* _Task_
Your output should be the lines of the entries below, exactly, from the first one through the line that holds "into test cases.".

(Beginning of Excerpted data)

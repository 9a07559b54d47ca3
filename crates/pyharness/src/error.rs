//! Error types for the harness.
//!
//! Learner-code failures are not errors at this level: they travel inside
//! [`ExecutionResult`](crate::types::ExecutionResult) and end up as failed
//! test cases. The enums here cover the harness's own failure modes.

use std::time::Duration;

use thiserror::Error;

/// Failures of the sandbox worker lifecycle.
#[derive(Error, Debug, Clone, PartialEq, Eq)]
pub enum WorkerError {
    /// `initialize` called on a worker that has already been started
    #[error("worker {0} has already been started")]
    AlreadyStarted(u64),

    /// A request was posted before the worker reported ready
    #[error("worker {0} is not ready")]
    NotReady(u64),

    /// A request was posted while another is in flight
    #[error("worker {0} is busy with another request")]
    Busy(u64),

    /// The worker has been terminated and must be replaced
    #[error("worker {0} has been terminated")]
    Terminated(u64),

    /// The OS refused to spawn the worker thread
    #[error("failed to spawn worker thread: {0}")]
    Spawn(String),

    /// The runtime did not load inside the ready budget
    #[error("Python runtime did not become ready within {0:?}")]
    ReadyTimeout(Duration),

    /// The runtime panicked while loading
    #[error("failed to load Python runtime: {0}")]
    RuntimeLoad(String),

    /// A ping went unanswered
    #[error("worker did not answer a ping within {0:?}")]
    Unresponsive(Duration),

    /// The worker thread went away without a fault report
    #[error("worker thread disconnected")]
    Disconnected,
}

/// Failures turning page data into test cases.
#[derive(Error, Debug, Clone, PartialEq, Eq)]
pub enum LoadError {
    /// A test case lacks the field its question type runs from
    #[error("test case {id}: {question_type} questions need `{expected_field}`")]
    MismatchedTestCase {
        id: u64,
        question_type: &'static str,
        expected_field: &'static str,
    },

    /// Two test cases share an id
    #[error("duplicate test case id {0}")]
    DuplicateId(u64),

    /// A field the question type requires is absent
    #[error("{question_type} questions need `{field}`")]
    MissingField {
        question_type: &'static str,
        field: &'static str,
    },

    /// A Parsons layout could not be parsed
    #[error(transparent)]
    Layout(#[from] LayoutError),
}

/// Rejected edits to a debugging question's editor.
#[derive(Error, Debug, Clone, PartialEq, Eq)]
pub enum EditError {
    /// The target line is in a locked region
    #[error("line {line} is read-only")]
    ReadOnlyLine { line: usize },

    /// The target position lies outside the document
    #[error("line {line} is out of range (document has {len} lines)")]
    OutOfRange { line: usize, len: usize },

    /// A restored attempt does not keep the locked lines intact
    #[error("the read-only lines of the attempt differ from the question's")]
    LockedRegionChanged,
}

/// Rejected Parsons layouts and moves.
#[derive(Error, Debug, Clone, PartialEq, Eq)]
pub enum LayoutError {
    /// Indentation is not a multiple of four spaces
    #[error("line {line}: indentation must be a multiple of four spaces")]
    Misaligned { line: usize },

    /// A line is nested more than one level below its predecessor
    #[error("line {line}: unexpected indent")]
    UnexpectedIndent { line: usize },

    /// A pool index or container path does not exist
    #[error("no such position on the board")]
    NoSuchPosition,
}

/// Failures of a question session.
#[derive(Error, Debug)]
pub enum SessionError {
    /// The operation only applies to another question type
    #[error("operation not supported by {0} questions")]
    Unsupported(&'static str),

    #[error(transparent)]
    Edit(#[from] EditError),

    #[error(transparent)]
    Layout(#[from] LayoutError),
}

/// Failures talking to the question backend.
#[derive(Error, Debug)]
pub enum BackendError {
    /// Transport-level failure
    #[error("request to backend failed: {0}")]
    Http(#[from] reqwest::Error),

    /// The backend answered with a non-success status
    #[error("backend returned HTTP {status} for {path}")]
    Status { path: String, status: u16 },

    /// The body was not the JSON we expected
    #[error("malformed backend response: {0}")]
    Decode(#[from] serde_json::Error),

    /// The remote judge never reported completion
    #[error("remote evaluation did not complete after {0} polls")]
    PollExhausted(u32),

    /// The remote judge returned an empty output blob
    #[error("remote evaluation returned no output")]
    EmptyOutput,

    /// The base URL could not be joined with an endpoint path
    #[error("invalid backend URL: {0}")]
    Url(String),
}

/// Rejected style-check submissions, caught before any request is made.
#[derive(Error, Debug, Clone, PartialEq, Eq)]
pub enum StyleCheckError {
    #[error("No code submitted!")]
    Empty,

    #[error("Your file is too long! We accept a maximum of {limit} characters, and your code is {actual} characters.")]
    TooLong { limit: usize, actual: usize },

    #[error(transparent)]
    Backend(#[from] BackendErrorMessage),
}

/// A [`BackendError`] flattened to its message so [`StyleCheckError`] stays
/// comparable in tests.
#[derive(Error, Debug, Clone, PartialEq, Eq)]
#[error("{0}")]
pub struct BackendErrorMessage(pub String);

impl From<BackendError> for StyleCheckError {
    fn from(err: BackendError) -> Self {
        StyleCheckError::Backend(BackendErrorMessage(err.to_string()))
    }
}

/// Invalid harness configuration.
#[derive(Error, Debug, Clone, PartialEq, Eq)]
pub enum ConfigError {
    #[error("invalid value {value:?} for {key}: {reason}")]
    Invalid {
        key: &'static str,
        value: String,
        reason: String,
    },
}

// ── Tests ─────────────────────────────────────────────────────────────────────

#[cfg(test)]
mod tests {
    use super::*;

    #[test]
    fn test_display_messages() {
        assert_eq!(
            EditError::ReadOnlyLine { line: 2 }.to_string(),
            "line 2 is read-only"
        );
        assert_eq!(StyleCheckError::Empty.to_string(), "No code submitted!");
        assert_eq!(
            WorkerError::Busy(3).to_string(),
            "worker 3 is busy with another request"
        );
    }

    #[test]
    fn test_backend_error_flattens_into_style_error() {
        let err: StyleCheckError = BackendError::EmptyOutput.into();
        assert_eq!(
            err,
            StyleCheckError::Backend(BackendErrorMessage(
                "remote evaluation returned no output".into()
            ))
        );
    }
}
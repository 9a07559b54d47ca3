//! One open question page: its test cases, the learner's answer and the
//! executor they run on.
//!
//! A session is created when the page loads and dropped when the learner
//! navigates away. Run and Submit go through [`QuestionSession::on_run_clicked`]
//! and [`QuestionSession::on_submit`]; both leave the latest [`RunReport`]
//! behind for rendering. A [`StateListener`] sees the session go
//! `Running` before the first test case and back to `Idle` after the last,
//! which is when a front end disables and re-enables its Run control.

use tracing::{debug, info, warn};

use crate::backend::{AttemptPayload, AttemptRecorder};
use crate::coordinator::Coordinator;
use crate::debugging::DebuggingEditor;
use crate::error::{LoadError, SessionError};
use crate::feedback::RunReport;
use crate::parsons::ParsonsBoard;
use crate::question::{Answer, QuestionPage, QuestionType};
use crate::runner::{run_all, Executor};
use crate::testcase::{load_test_cases, TestCase};

#[derive(Debug, Clone, Copy, PartialEq, Eq)]
pub enum SessionState {
    Idle,
    Running,
}

impl SessionState {
    pub fn run_control_enabled(self) -> bool {
        self == SessionState::Idle
    }
}

/// Told about every state change.
pub type StateListener = Box<dyn FnMut(SessionState)>;

pub struct QuestionSession<E: Executor = Coordinator> {
    question_id: u64,
    question_type: QuestionType,
    test_cases: Vec<TestCase>,
    answer: Answer,
    executor: E,
    timeout_ms: u64,
    recorder: Option<Box<dyn AttemptRecorder>>,
    listener: Option<StateListener>,
    last_report: Option<RunReport>,
}

impl<E: Executor> QuestionSession<E> {
    /// Load a page: resolve its test cases and set up the answer area.
    pub fn open(page: QuestionPage, executor: E, timeout_ms: u64) -> Result<Self, LoadError> {
        let question_type = page.question_type;
        let test_cases = load_test_cases(page.test_cases, question_type.input_mode())?;

        let answer = match question_type {
            QuestionType::Function | QuestionType::Program => Answer::Editor(
                page.previous_code
                    .or(page.initial_code)
                    .unwrap_or_default(),
            ),
            QuestionType::Debugging => {
                let initial = page.initial_code.ok_or(LoadError::MissingField {
                    question_type: question_type.name(),
                    field: "initial_code",
                })?;
                let mut editor =
                    DebuggingEditor::new(initial, page.read_only_lines_top, page.read_only_lines_bottom);
                if let Some(previous) = page.previous_code.as_deref() {
                    if let Err(err) = editor.restore(previous) {
                        warn!(question = page.question_id, %err, "previous attempt not restored");
                    }
                }
                Answer::Debugging(editor)
            }
            QuestionType::Parsons => match page.previous_code.as_deref() {
                Some(previous) => Answer::Parsons(ParsonsBoard::from_layout(previous)?),
                None => {
                    let lines = page.lines.ok_or(LoadError::MissingField {
                        question_type: question_type.name(),
                        field: "lines",
                    })?;
                    Answer::Parsons(ParsonsBoard::new(&lines, &mut rand::rng()))
                }
            },
        };

        info!(
            question = page.question_id,
            question_type = question_type.name(),
            test_cases = test_cases.len(),
            "question loaded"
        );
        Ok(Self {
            question_id: page.question_id,
            question_type,
            test_cases,
            answer,
            executor,
            timeout_ms,
            recorder: None,
            listener: None,
            last_report: None,
        })
    }

    /// Forward submissions to `recorder`.
    pub fn with_recorder(mut self, recorder: Box<dyn AttemptRecorder>) -> Self {
        self.recorder = Some(recorder);
        self
    }

    pub fn with_state_listener(mut self, listener: StateListener) -> Self {
        self.listener = Some(listener);
        self
    }

    pub fn question_id(&self) -> u64 {
        self.question_id
    }

    pub fn question_type(&self) -> QuestionType {
        self.question_type
    }

    pub fn test_cases(&self) -> &[TestCase] {
        &self.test_cases
    }

    pub fn last_report(&self) -> Option<&RunReport> {
        self.last_report.as_ref()
    }

    /// Whether the last run was refused because of tab indentation.
    pub fn indentation_warning(&self) -> bool {
        self.last_report
            .as_ref()
            .is_some_and(|report| report.summary.is_none())
    }

    pub fn answer(&self) -> &Answer {
        &self.answer
    }

    pub fn answer_mut(&mut self) -> &mut Answer {
        &mut self.answer
    }

    /// Replace the answer with `text`. For Parsons questions `text` is an
    /// indented layout; for debugging questions it must keep the locked lines.
    pub fn set_answer_text(&mut self, text: &str) -> Result<(), SessionError> {
        match &mut self.answer {
            Answer::Editor(code) => *code = text.to_owned(),
            Answer::Debugging(editor) => editor.restore(text)?,
            Answer::Parsons(board) => *board = ParsonsBoard::from_layout(text)?,
        }
        Ok(())
    }

    pub fn reset_to_initial(&mut self) -> Result<(), SessionError> {
        match &mut self.answer {
            Answer::Debugging(editor) => {
                editor.reset_to_initial();
                Ok(())
            }
            _ => Err(SessionError::Unsupported(self.question_type.name())),
        }
    }

    /// Run on page load when the answer area already holds code.
    pub fn initial_run(&mut self) -> Option<&RunReport> {
        if !self.answer.has_code() {
            return None;
        }
        debug!(question = self.question_id, "running existing code on load");
        Some(self.on_run_clicked())
    }

    pub fn on_run_clicked(&mut self) -> &RunReport {
        let (report, _) = self.execute();
        self.last_report.insert(report)
    }

    /// Run, then report the attempt. Recording failures are logged and only
    /// leave `attempt` empty.
    pub fn on_submit(&mut self) -> &RunReport {
        let (mut report, user_code) = self.execute();

        if let (Some(recorder), Some(_)) = (self.recorder.as_deref(), report.summary) {
            let payload = AttemptPayload::new(self.question_id, user_code, &self.test_cases);
            match recorder.record_attempt(&payload) {
                Ok(response) => {
                    info!(
                        question = self.question_id,
                        success = response.success,
                        passed = payload.passed_count(),
                        "attempt recorded"
                    );
                    report.attempt = Some(response);
                }
                Err(err) => warn!(question = self.question_id, %err, "failed to record attempt"),
            }
        }
        self.last_report.insert(report)
    }

    /// Run every test case against the current answer.
    fn execute(&mut self) -> (RunReport, String) {
        self.notify(SessionState::Running);

        let user_code = self.answer.user_code();
        let report = match run_all(&mut self.test_cases, &user_code, &mut self.executor, self.timeout_ms) {
            Ok(summary) => RunReport::from_run(summary, &self.test_cases, &user_code),
            Err(_) => RunReport::indentation_warning(&self.test_cases, &user_code),
        };

        self.notify(SessionState::Idle);
        (report, user_code)
    }

    fn notify(&mut self, state: SessionState) {
        if let Some(listener) = self.listener.as_mut() {
            listener(state);
        }
    }

    /// Leave the page, handing back the executor.
    pub fn close(self) -> E {
        debug!(question = self.question_id, "question closed");
        self.executor
    }
}

// ── Tests ─────────────────────────────────────────────────────────────────────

(End of Excerpted data)

* _Answer to this exercise_
repository 9a07559b54d47ca3
filename crates/pyharness/src/error.rs
//! Error types for the harness.
//!
//! Learner-code failures are not errors at this level: they travel inside
//! [`ExecutionResult`](crate::types::ExecutionResult) and end up as failed
//! test cases. The enums here cover the harness's own failure modes.

use std::time::Duration;

use thiserror::Error;

/// Failures of the sandbox worker lifecycle.
#[derive(Error, Debug, Clone, PartialEq, Eq)]
pub enum WorkerError {
    /// `initialize` called on a worker that has already been started
    #[error("worker {0} has already been started")]
    AlreadyStarted(u64),

    /// A request was posted before the worker reported ready
    #[error("worker {0} is not ready")]
    NotReady(u64),

    /// A request was posted while another is in flight
    #[error("worker {0} is busy with another request")]
    Busy(u64),

    /// The worker has been terminated and must be replaced
    #[error("worker {0} has been terminated")]
    Terminated(u64),

    /// The OS refused to spawn the worker thread
    #[error("failed to spawn worker thread: {0}")]
    Spawn(String),

    /// The runtime did not load inside the ready budget
    #[error("Python runtime did not become ready within {0:?}")]
    ReadyTimeout(Duration),

    /// The runtime panicked while loading
    #[error("failed to load Python runtime: {0}")]
    RuntimeLoad(String),

    /// A ping went unanswered
    #[error("worker did not answer a ping within {0:?}")]
    Unresponsive(Duration),

    /// The worker thread went away without a fault report
    #[error("worker thread disconnected")]
    Disconnected,
}

/// Failures turning page data into test cases.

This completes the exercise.